Я сегодня вызвал Елену запиской. Она пришла ко мне в Александровский сад. У неё сияющие глаза и чёрные кудри. Я говорю:
– Большие воды не могут потушить любви и реки не зальют её, ибо любовь крепка, как смерть. Елена, скажите, и я брошу всё. Я уйду из революции, уйду из террора. Я буду вашим слугою.

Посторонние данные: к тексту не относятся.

//! Theme management for site generation.
//!
//! Copies the embedded theme into a project so its templates can be
//! customized.

use anyhow::{Context, Result};
use std::fs;
use std::path::Path;

use super::embedded;

/// Theme file information
pub struct ThemeFile {
    pub name: &'static str,
    pub content: &'static str,
    pub description: &'static str,
}

/// Get all embedded theme files
pub fn get_theme_files() -> Vec<ThemeFile> {
    vec![
        ThemeFile {
            name: "base.html",
            content: embedded::BASE_HTML,
            description: "Page skeleton, head, footer",
        },
        ThemeFile {
            name: "standings.html",
            content: embedded::STANDINGS_HTML,
            description: "Sort buttons, table and legend",
        },
        ThemeFile {
            name: "styles.css",
            content: embedded::STYLES_CSS,
            description: "Base styling (zone colors are appended at build time)",
        },
    ]
}

/// Copy the embedded theme into `theme_dir`. Existing files are kept
/// unless `force` is set.
pub fn init_theme(theme_dir: &Path, force: bool) -> Result<InitResult> {
    fs::create_dir_all(theme_dir)
        .with_context(|| format!("Failed to create theme directory {}", theme_dir.display()))?;

    let mut result = InitResult::default();
    for file in get_theme_files() {
        let target = theme_dir.join(file.name);
        let name = file.name.to_string();

        if target.exists() && !force {
            result.skipped.push(name);
        } else {
            fs::write(&target, file.content)
                .with_context(|| format!("Failed to write {}", target.display()))?;
            result.created.push(name);
        }
    }

    Ok(result)
}

/// Whether `theme_dir` is an existing directory
pub fn theme_exists(theme_dir: &Path) -> bool {
    theme_dir.is_dir()
}

/// Sorted names of the regular files in `theme_dir`
pub fn list_theme_files(theme_dir: &Path) -> Result<Vec<String>> {
    if !theme_exists(theme_dir) {
        return Ok(Vec::new());
    }

    let mut files = Vec::new();
    for entry in fs::read_dir(theme_dir)
        .with_context(|| format!("Failed to read {}", theme_dir.display()))?
    {
        let path = entry?.path();
        if !path.is_file() {
            continue;
        }
        if let Some(name) = path.file_name().and_then(|n| n.to_str()) {
            files.push(name.to_string());
        }
    }

    files.sort();
    Ok(files)
}

/// Files touched by [`init_theme`]
#[derive(Debug, Default)]
pub struct InitResult {
    pub created: Vec<String>,
    /// Already present and left alone
    pub skipped: Vec<String>,
}

impl InitResult {
    pub fn has_changes(&self) -> bool {
        !self.created.is_empty()
    }
}

/// Template variable documentation
pub fn get_template_variables_doc() -> &'static str {
    r#"# Template Variables Reference

## Global Variables (available in all templates)

- `site_title` - The site title from config
- `league_name` - The league name from config
- `base_url` - The base URL for all links
- `footer` - Footer line (season end date or today's date)

## Standings Page (`standings.html`)

- `criteria` - Current sort key (`points`, `name`, `fantapunti`)
- `criteria_label` - Display label for the current sort
- `filter` - Current zone filter key (`all` for none)
- `no_results` - Message shown when `rows` is empty
- `buttons` - Sort buttons:
  - `button.criteria`, `button.label`, `button.url`, `button.selected`
- `rows` - Table rows (hidden rows included, see `row.visible`):
  - `row.position` - 1-indexed rank
  - `row.name`, `row.image`
  - `row.points`, `row.fantapunti`
  - `row.zone` - Normalized zone key (`none` outside every zone)
  - `row.zone_raw` - Zone name as configured
  - `row.css_class` - `<zone>-zone`, or null
  - `row.visible` - False when the zone filter hides the row
- `legend` - Legend entries, the last one resets the filter:
  - `item.key`, `item.label`, `item.color`, `item.url`, `item.selected`

## Filters

- `slugify` - Convert string to URL-safe slug
  - Example: `{{ row.name | slugify }}`

## Example Template Snippet

```html
{% for row in rows %}
{% if row.visible %}
<div class="team-card {{ row.css_class | default(value="") }}">
  <strong>{{ row.position }}</strong> {{ row.name }} ({{ row.points }})
</div>
{% endif %}
{% endfor %}
```
"#
}
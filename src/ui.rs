//! Centralized UI formatting and color utilities
//!
//! Zone colors come from the data source as CSS hex strings; this module
//! turns them into terminal colors and holds the shared status prefixes.

use colored::{ColoredString, Colorize};

/// Check if quiet mode is enabled via environment variable or --quiet flag
pub fn is_quiet() -> bool {
    std::env::var("STANDINGS_QUIET")
        .map(|v| v == "1" || v.eq_ignore_ascii_case("true"))
        .unwrap_or(false)
}

/// Whether stdout should carry ANSI colors.
pub fn colors_enabled() -> bool {
    std::env::var_os("NO_COLOR").is_none() && atty::is(atty::Stream::Stdout)
}

/// Apply the color policy process-wide.
pub fn configure_colors() {
    if !colors_enabled() {
        colored::control::set_override(false);
    }
}

/// Parse `#rgb` or `#rrggbb` into an RGB triple.
pub fn parse_hex_color(value: &str) -> Option<(u8, u8, u8)> {
    let hex = value.trim().strip_prefix('#')?;
    if !hex.chars().all(|c| c.is_ascii_hexdigit()) {
        return None;
    }

    match hex.len() {
        3 => {
            let digit = |i: usize| u8::from_str_radix(&hex[i..i + 1], 16).ok().map(|d| d * 17);
            Some((digit(0)?, digit(1)?, digit(2)?))
        }
        6 => {
            let pair = |i: usize| u8::from_str_radix(&hex[i..i + 2], 16).ok();
            Some((pair(0)?, pair(2)?, pair(4)?))
        }
        _ => None,
    }
}

/// Paint `text` with a zone's hex color, leaving it plain if the color is invalid.
pub fn zone_colored(text: &str, color: &str) -> ColoredString {
    match parse_hex_color(color) {
        Some((r, g, b)) => text.truecolor(r, g, b),
        None => text.normal(),
    }
}

/// A colored block used as a legend swatch.
pub fn swatch(color: &str) -> ColoredString {
    zone_colored("■", color)
}

/// Common text formatting patterns
pub mod format {
    /// Truncate a name to `max_len` characters
    pub fn truncate(text: &str, max_len: usize) -> String {
        if text.chars().count() <= max_len {
            text.to_string()
        } else {
            let kept: String = text.chars().take(max_len.saturating_sub(3)).collect();
            format!("{}...", kept)
        }
    }

    /// Pad to `width` display characters
    pub fn pad_right(text: &str, width: usize) -> String {
        let len = text.chars().count();
        if len >= width {
            text.to_string()
        } else {
            format!("{}{}", text, " ".repeat(width - len))
        }
    }

    /// Format a separator line for sections
    pub fn separator(width: usize) -> String {
        "─".repeat(width)
    }
}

Она смотрит на меня, улыбаясь. Потом задумчиво говорит:
– Нет.
Я наклонился к ней близко. Я шёпотом говорю:
– Елена… Вы любите его?… Да?
Она молчит.
– Вы не любите меня, Елена?
Она вдруг сильным движением протягивает ко мне свои длинные, тонкие руки. Она обнимает меня. Она шепчет мне:
– Люблю, люблю. Люблю.
Я услышал её слова, я почувствовал её тело. Живая радость вспыхивает во мне, и я говорю с усилием:
– Я уезжаю, Елена.
– Куда?
– В Петербург.
Она бледнеет. Я смотрю ей прямо в глаза.
– Вот что, Елена. Вы не любите меня. Вы не знаете меня. Если бы вы любили, вы бы мучились мною. Вот за мною следят. Я на одном волоске. Может быть, завтра меня повесят. Но мне всё равно: вы не любите меня.
Она с тревогой переспрашивает меня:
– Вы сказали: за вами следят?
Сухо шепчет вечерний ветер, пахнет дождём. В парке нет никого: мы одни.
Я говорю громко:
– Да, следят.
– Жорж, милый, уезжайте скорее, скорее…
Я смеюсь:
– И больше не возвращайтесь?
Она говорит:
– Я люблю вас, Жорж.
– Не смейтесь. Как смеете вы говорить о любви? Разве это любовь? Вы с мужем и я для вас чужой и разве любимый?
– Я люблю вас, Жорж.
– Любите?… Но ведь с мужем.
– Ах, с мужем… Не говорите же про него.
– Вы его любите? Да?
Но она снова молчит. Тогда я ей говорю:
– Слушайте, Елена, я люблю вас и я вернусь. И вы будете моею. Да, вы будете моею.
Она опять обнимает меня.
– Милый, я с вами, я ваша…
– И его? Да, – и его?
Я ухожу. Гаснет вечер. Жёлтым светом горят фонари. Гнев душит меня. Я говорю себе: его и моя, моя и его. И его, и его, и его.